Díaz brilhou no torneio, com um desempenho tão bom que Gutierrez recebeu pelo menos uma abordagem, de um clube do Peru, para tentar contratá-lo. Seria um divisor de águas. Havia, acredita Díaz, muitos bons jogadores naquela equipe. “O problema era que alguns deles eram um pouco mais velhos, então era difícil se tornar profissional”, disse ele. Ele provaria ser a exceção.
O selo de aprovação de Valderrama, bem como a cobertura da mídia que o torneio gerou, levou a uma mudança para o Barranquilla FC, um time de fazenda para Junior – o primeiro passo no caminho para a elite, para a Europa, para o Liverpool. Foi o início da história de Diaz.
E, no entanto, como aponta Gutierrez, rindo, Díaz não foi excepcional. “Ele não foi o melhor jogador daquele torneio”, disse ele. “Ele nem era o melhor jogador de sua equipe.” Por consenso comum, aquele era Bolívar.
A história de Bolívar não é tão conhecida como a de Díaz. Afinal, não tem final emocionante: Bolívar agora trabalha em Cerrejón, a maior mina a céu aberto mina de carvão na América do Sul, de volta a La Guajira.
Mas sua história é muito mais típica das comunidades indígenas da Colômbia: não de um dom descoberto e cultivado, mas de um talento perdido. “Não há razão para ele não estar jogando no Real Madrid”, disse Gutierrez sobre Bolívar. “Não lhe faltou habilidade. Faltou oportunidade”.
O sortudo
Por todos os desafios que enfrentou, os obstáculos que teve que superar, Díaz sabe que foi um dos sortudos. Seu pai, Luis Manuel, tinha sido um talentoso jogador amador em Barrancas, cidade natal da família; Díaz ainda sorri com a lembrança de quão bom seu pai tinha sido. “Muito bom”, corre sua avaliação.
Quando Díaz era criança, seu pai dirigia uma escolinha de futebol – La Escuelita, todos a chamavam – e estava em condições de dar ao filho os benefícios de uma educação esportiva mais estruturada do que a que havia recebido. “Você podia ver que ele era um pouco mais profissional, mesmo naquela época”, disse Gutierrez. “Ele era um pouco mais avançado, e o crédito por isso vai para seu pai.”

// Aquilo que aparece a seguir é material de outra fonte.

//! Task repository.

use async_trait::async_trait;
use diesel::prelude::*;
use diesel_async::RunQueryDsl;
use jiff_diesel::ToDiesel;
use uuid::Uuid;

use crate::db::AsyncDbPool;
use crate::error::{AppError, AppResult};
use crate::models::Task;

#[async_trait]
pub trait TaskRepository: Send + Sync {
    async fn find_by_id(&self, task_id: Uuid) -> AppResult<Option<Task>>;

    /// Points the task at `target` and refreshes `updated_at`.
    /// Returns the number of rows written.
    async fn update_sub_sub_category(&self, task_id: Uuid, target: Uuid) -> AppResult<usize>;
}

#[derive(Clone)]
pub struct PgTaskRepository {
    pool: AsyncDbPool,
}

impl PgTaskRepository {
    pub fn new(pool: AsyncDbPool) -> Self {
        Self { pool }
    }
}

#[async_trait]
impl TaskRepository for PgTaskRepository {
    async fn find_by_id(&self, task_id: Uuid) -> AppResult<Option<Task>> {
        use crate::schema::tasks::dsl::*;
        let mut conn = self.pool.get().await?;

        tasks
            .filter(id.eq(task_id))
            .select(Task::as_select())
            .first(&mut conn)
            .await
            .optional()
            .map_err(AppError::from)
    }

    async fn update_sub_sub_category(&self, task_id: Uuid, target: Uuid) -> AppResult<usize> {
        use crate::schema::tasks::dsl::*;
        let mut conn = self.pool.get().await?;

        diesel::update(tasks.filter(id.eq(task_id)))
            .set((
                sub_sub_category_id.eq(Some(target)),
                updated_at.eq(jiff::Timestamp::now().to_diesel()),
            ))
            .execute(&mut conn)
            .await
            .map_err(AppError::from)
    }
}
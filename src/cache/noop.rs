//! Backend used when `cache.enabled = false`; every lookup misses.

use async_trait::async_trait;

use crate::cache::{AppCache, CacheError};

#[derive(Debug, Default)]
pub struct NoOpCache;

#[async_trait]
impl AppCache for NoOpCache {
    async fn get(&self, _key: &str) -> Result<Option<Vec<u8>>, CacheError> {
        Ok(None)
    }

    async fn set(
        &self,
        _key: &str,
        _value: Vec<u8>,
        _ttl_seconds: Option<u64>,
    ) -> Result<(), CacheError> {
        Ok(())
    }

    async fn clear(&self) -> Result<(), CacheError> {
        Ok(())
    }
}

#[cfg(test)]
mod tests {
    use super::*;

    #[tokio::test]
    async fn test_stores_nothing() {
        let cache = NoOpCache;
        cache.set("k", b"v".to_vec(), None).await.unwrap();
        assert_eq!(cache.get("k").await.unwrap(), None);
        assert!(cache.clear().await.is_ok());
    }
}
//! Cache manager that dispatches to the configured backend.

use std::sync::Arc;

use serde::Serialize;
use serde::de::DeserializeOwned;

use crate::cache::memory::MemoryCache;
use crate::cache::noop::NoOpCache;
use crate::cache::redis::RedisCache;
use crate::cache::{AppCache, CacheError};
use crate::config::settings::{CacheBackend, CacheConfig};

/// Handle to the configured backend, cheap to clone into application state.
#[derive(Clone)]
pub struct CacheManager {
    backend: Arc<dyn AppCache>,
}

impl CacheManager {
    /// Builds the backend named by `config`, or a no-op cache when disabled.
    ///
    /// `cache_name` namespaces Redis keys.
    pub async fn new(config: &CacheConfig, cache_name: &str) -> Result<Self, CacheError> {
        if !config.enabled {
            return Ok(Self::disabled());
        }

        let backend: Arc<dyn AppCache> = match config.backend {
            CacheBackend::Memory => Arc::new(MemoryCache::new(&config.memory)),
            CacheBackend::Redis => Arc::new(RedisCache::new(&config.redis, cache_name).await?),
        };

        Ok(Self { backend })
    }

    pub fn disabled() -> Self {
        Self {
            backend: Arc::new(NoOpCache),
        }
    }

    pub fn with_backend(backend: Arc<dyn AppCache>) -> Self {
        Self { backend }
    }

    pub async fn get(&self, key: &str) -> Result<Option<Vec<u8>>, CacheError> {
        self.backend.get(key).await
    }

    pub async fn set(
        &self,
        key: &str,
        value: Vec<u8>,
        ttl_seconds: Option<u64>,
    ) -> Result<(), CacheError> {
        self.backend.set(key, value, ttl_seconds).await
    }

    pub async fn clear(&self) -> Result<(), CacheError> {
        self.backend.clear().await
    }

    /// Reads and decodes a JSON entry.
    pub async fn get_json<T: DeserializeOwned>(&self, key: &str) -> Result<Option<T>, CacheError> {
        match self.backend.get(key).await? {
            Some(bytes) => Ok(Some(serde_json::from_slice(&bytes)?)),
            None => Ok(None),
        }
    }

    /// Encodes `value` as JSON and stores it.
    pub async fn set_json<T: Serialize + ?Sized>(
        &self,
        key: &str,
        value: &T,
        ttl_seconds: Option<u64>,
    ) -> Result<(), CacheError> {
        let bytes = serde_json::to_vec(value)?;
        self.backend.set(key, bytes, ttl_seconds).await
    }
}
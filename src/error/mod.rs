mod app_error;
mod constraint_parser;
mod database_converter;

pub use app_error::{AppError, AppResult, ValidationFieldError};
pub use constraint_parser::ConstraintParser;
pub use database_converter::DatabaseErrorConverter;
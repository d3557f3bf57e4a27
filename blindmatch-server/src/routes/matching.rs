use crate::error::ServerResult;
use crate::state::AppState;
use axum::{
    Json,
    extract::{Path, State},
    http::StatusCode,
};
use blindmatch_core::{CoreError, MatchView, PaperId, RequestId, ReviewerId};
use serde::{Deserialize, Serialize};

#[derive(Serialize)]
pub struct OracleRequestResponse {
    pub paper_id: PaperId,
    pub request_id: RequestId,
}

#[derive(Deserialize)]
pub struct AcknowledgeRequest {
    pub reviewer_id: ReviewerId,
}

#[derive(Serialize)]
pub struct AcknowledgeResponse {
    pub paper_id: PaperId,
    pub reviewer_id: ReviewerId,
    pub acknowledged: bool,
}

/// POST /papers/{id}/matching
pub async fn request_matching(
    State(state): State<AppState>,
    Path(paper_id): Path<PaperId>,
) -> ServerResult<(StatusCode, Json<OracleRequestResponse>)> {
    let request_id = state.service.request_matching(paper_id).await?;

    Ok((
        StatusCode::ACCEPTED,
        Json(OracleRequestResponse {
            paper_id,
            request_id,
        }),
    ))
}

/// GET /papers/{id}/match
///
/// `reviewer_id` is null until the reveal completes.
pub async fn get_match(
    State(state): State<AppState>,
    Path(paper_id): Path<PaperId>,
) -> ServerResult<Json<MatchView>> {
    let result = state
        .service
        .match_result(paper_id)
        .await
        .ok_or(CoreError::NoMatchFound(paper_id))?;
    Ok(Json(result.view()))
}

/// POST /papers/{id}/acknowledge
pub async fn acknowledge(
    State(state): State<AppState>,
    Path(paper_id): Path<PaperId>,
    Json(body): Json<AcknowledgeRequest>,
) -> ServerResult<Json<AcknowledgeResponse>> {
    state
        .service
        .acknowledge_match(paper_id, body.reviewer_id)
        .await?;

    Ok(Json(AcknowledgeResponse {
        paper_id,
        reviewer_id: body.reviewer_id,
        acknowledged: true,
    }))
}

/// POST /papers/{id}/reveal
pub async fn reveal(
    State(state): State<AppState>,
    Path(paper_id): Path<PaperId>,
) -> ServerResult<(StatusCode, Json<OracleRequestResponse>)> {
    let request_id = state.service.reveal_matched_reviewer(paper_id).await?;

    Ok((
        StatusCode::ACCEPTED,
        Json(OracleRequestResponse {
            paper_id,
            request_id,
        }),
    ))
}
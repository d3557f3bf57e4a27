use axum::{
    Json,
    http::StatusCode,
    response::{IntoResponse, Response},
};
use blindmatch_core::CoreError;
use serde_json::json;
use thiserror::Error;

#[derive(Error, Debug)]
pub enum ServerError {
    #[error("Not found: {0}")]
    NotFound(String),

    #[error("Conflict: {0}")]
    Conflict(String),

    #[error("Forbidden: {0}")]
    Forbidden(String),

    #[error("Precondition failed: {0}")]
    PreconditionFailed(String),

    #[error("Unprocessable: {0}")]
    Unprocessable(String),

    #[error("Bad request: {0}")]
    BadRequest(String),

    #[error("Internal error: {0}")]
    Internal(String),
}

impl From<CoreError> for ServerError {
    fn from(err: CoreError) -> Self {
        let message = err.to_string();
        match err {
            CoreError::InvalidPaperId(_) | CoreError::NoMatchFound(_) => {
                ServerError::NotFound(message)
            }
            CoreError::AlreadyRevealed(_)
            | CoreError::RequestInFlight(_)
            | CoreError::DuplicateRequest(_) => ServerError::Conflict(message),
            CoreError::InvalidRequest(_) | CoreError::ProofRejected { .. } => {
                ServerError::Forbidden(message)
            }
            CoreError::ConsentRequired(_) => ServerError::PreconditionFailed(message),
            CoreError::NoReviewersAvailable => ServerError::Unprocessable(message),
            CoreError::ReviewerMismatch { .. } | CoreError::MalformedCleartext(_) => {
                ServerError::BadRequest(message)
            }
            _ => ServerError::Internal(message),
        }
    }
}

impl IntoResponse for ServerError {
    fn into_response(self) -> Response {
        let (status, message) = match &self {
            ServerError::NotFound(msg) => (StatusCode::NOT_FOUND, msg.clone()),
            ServerError::Conflict(msg) => (StatusCode::CONFLICT, msg.clone()),
            ServerError::Forbidden(msg) => (StatusCode::FORBIDDEN, msg.clone()),
            ServerError::PreconditionFailed(msg) => (StatusCode::PRECONDITION_FAILED, msg.clone()),
            ServerError::Unprocessable(msg) => (StatusCode::UNPROCESSABLE_ENTITY, msg.clone()),
            ServerError::BadRequest(msg) => (StatusCode::BAD_REQUEST, msg.clone()),
            ServerError::Internal(msg) => {
                tracing::error!("Internal error: {}", msg);
                (
                    StatusCode::INTERNAL_SERVER_ERROR,
                    "Internal server error".into(),
                )
            }
        };

        (status, Json(json!({ "error": message }))).into_response()
    }
}

pub type ServerResult<T> = Result<T, ServerError>;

A dedicação de seu pai à sua carreira foi o que fez a diferença, o que transformou Díaz em um unicórnio: ele não apenas o ajudou a treinar, mas sua decisão de dirigir a escolinha de futebol fez com que seu filho tivesse competições para disputar. na equipe Wayúu para o campeonato indígena aos 17 anos, o que o posicionou para conquistar sua vaga na seleção nacional um ano depois, o que levou à sua passagem para o futebol profissional.
Nem todos, é claro, podem se beneficiar dessa constelação de fatores. “Nessas regiões, não há apoio”, disse Díaz. “Há muitos bons jogadores lá, mas é difícil para as pessoas sair, dar esse passo e seguir seu sonho. Eles não podem sair por motivos de dinheiro, ou por motivos familiares. E isso significa que estamos perdendo muitos jogadores com muito talento”.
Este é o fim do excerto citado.